+++ Given records +++

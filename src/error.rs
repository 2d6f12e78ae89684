//! Error types for the formbinder library.
//!
//! Every failure in a run is fatal: there is no partial-success mode, so a
//! single [`BinderError`] type covers the whole pipeline. Callers report it
//! once and stop.
//!
//! Finding no new submissions is *not* an error. It is reported through
//! [`crate::run::RunOutcome::NoNewSubmissions`].

use std::path::PathBuf;
use thiserror::Error;

/// All fatal errors returned by the formbinder library.
#[derive(Debug, Error)]
pub enum BinderError {
    // ── Retrieval errors ──────────────────────────────────────────────────
    /// The submissions endpoint could not be reached or returned a bad status.
    #[error("Failed to fetch submissions for form '{form_id}': {reason}\nCheck your internet connection and API key.")]
    RetrievalFailed { form_id: String, reason: String },

    /// The submissions request exceeded the configured timeout.
    #[error("Fetching submissions for form '{form_id}' timed out after {secs}s\nIncrease --timeout.")]
    RetrievalTimeout { form_id: String, secs: u64 },

    /// JotForm answered, but with a non-200 `responseCode`.
    #[error("JotForm API error {code}: {message}")]
    ApiError { code: u16, message: String },

    /// The response body was not the JSON shape we expect.
    #[error("Malformed submissions response: {detail}")]
    MalformedResponse { detail: String },

    // ── Input errors ──────────────────────────────────────────────────────
    /// The cutoff date is not in `MM/DD/YYYY` form.
    #[error("Invalid date '{input}': expected MM/DD/YYYY (for example 01/13/2017)")]
    DateParse { input: String },

    /// The cutoff date could not be read from the terminal or stdin.
    #[error("Could not read the cutoff date: {detail}\nPass it with --since MM/DD/YYYY instead.")]
    CutoffInput { detail: String },

    // ── Rendering errors ──────────────────────────────────────────────────
    /// A template failed to load, compile, or render.
    #[error("Template '{name}' failed: {detail}")]
    Template { name: String, detail: String },

    /// The assembler was handed zero fragments.
    #[error("No records to assemble into a document")]
    NothingToAssemble,

    // ── Export errors ─────────────────────────────────────────────────────
    /// The PDF converter binary could not be located.
    #[error("PDF converter '{command}' not found.\nInstall wkhtmltopdf or pass --wkhtmltopdf <PATH>.")]
    ExporterNotFound { command: String },

    /// The PDF converter ran but exited unsuccessfully.
    #[error("PDF conversion failed: {detail}")]
    ExportFailed { detail: String },

    /// Could not create or write an output file.
    #[error("Failed to write output file '{path}': {source}")]
    OutputWriteFailed {
        path: PathBuf,
        #[source]
        source: std::io::Error,
    },

    // ── Config errors ─────────────────────────────────────────────────────
    /// Builder validation failed.
    #[error("Invalid configuration: {0}")]
    InvalidConfig(String),

    /// The TOML config file could not be read or parsed.
    #[error("Failed to load config file '{path}': {detail}")]
    ConfigFile { path: PathBuf, detail: String },

    // ── Catch-all ─────────────────────────────────────────────────────────
    /// Unexpected internal error.
    #[error("Internal error: {0}")]
    Internal(String),
}

impl BinderError {
    /// Wrap a handlebars failure for the named template.
    pub(crate) fn template(name: &str, detail: impl std::fmt::Display) -> Self {
        BinderError::Template {
            name: name.to_string(),
            detail: detail.to_string(),
        }
    }
}

#[cfg(test)]
mod tests {
    use super::*;

    #[test]
    fn date_parse_display_shows_expected_format() {
        let e = BinderError::DateParse {
            input: "2017-01-13".into(),
        };
        let msg = e.to_string();
        assert!(msg.contains("2017-01-13"), "got: {msg}");
        assert!(msg.contains("MM/DD/YYYY"), "got: {msg}");
    }

    #[test]
    fn cutoff_input_display_suggests_since() {
        let e = BinderError::CutoffInput {
            detail: "stream did not contain valid UTF-8".into(),
        };
        assert!(e.to_string().contains("--since"));
    }

    #[test]
    fn retrieval_timeout_display() {
        let e = BinderError::RetrievalTimeout {
            form_id: "12345".into(),
            secs: 60,
        };
        assert!(e.to_string().contains("60s"));
        assert!(e.to_string().contains("12345"));
    }

    #[test]
    fn api_error_display() {
        let e = BinderError::ApiError {
            code: 401,
            message: "You're not authorized to use (/form-id/submissions)".into(),
        };
        assert!(e.to_string().contains("401"));
        assert!(e.to_string().contains("not authorized"));
    }

    #[test]
    fn template_helper_builds_named_error() {
        let e = BinderError::template("record", "unclosed tag");
        assert!(matches!(e, BinderError::Template { ref name, .. } if name == "record"));
        assert!(e.to_string().contains("unclosed tag"));
    }
}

+++

Take exactly the lines from the one containing "expected MM/DD/YYYY (for" through the one containing "compile, or render." in the data above, and output them with nothing added.

* **Solved exercise**
    #[error("Invalid date '{input}': expected MM/DD/YYYY (for example 01/13/2017)")]
    DateParse { input: String },

    /// The cutoff date could not be read from the terminal or stdin.
    #[error("Could not read the cutoff date: {detail}\nPass it with --since MM/DD/YYYY instead.")]
    CutoffInput { detail: String },

    // ── Rendering errors ──────────────────────────────────────────────────
    /// A template failed to load, compile, or render.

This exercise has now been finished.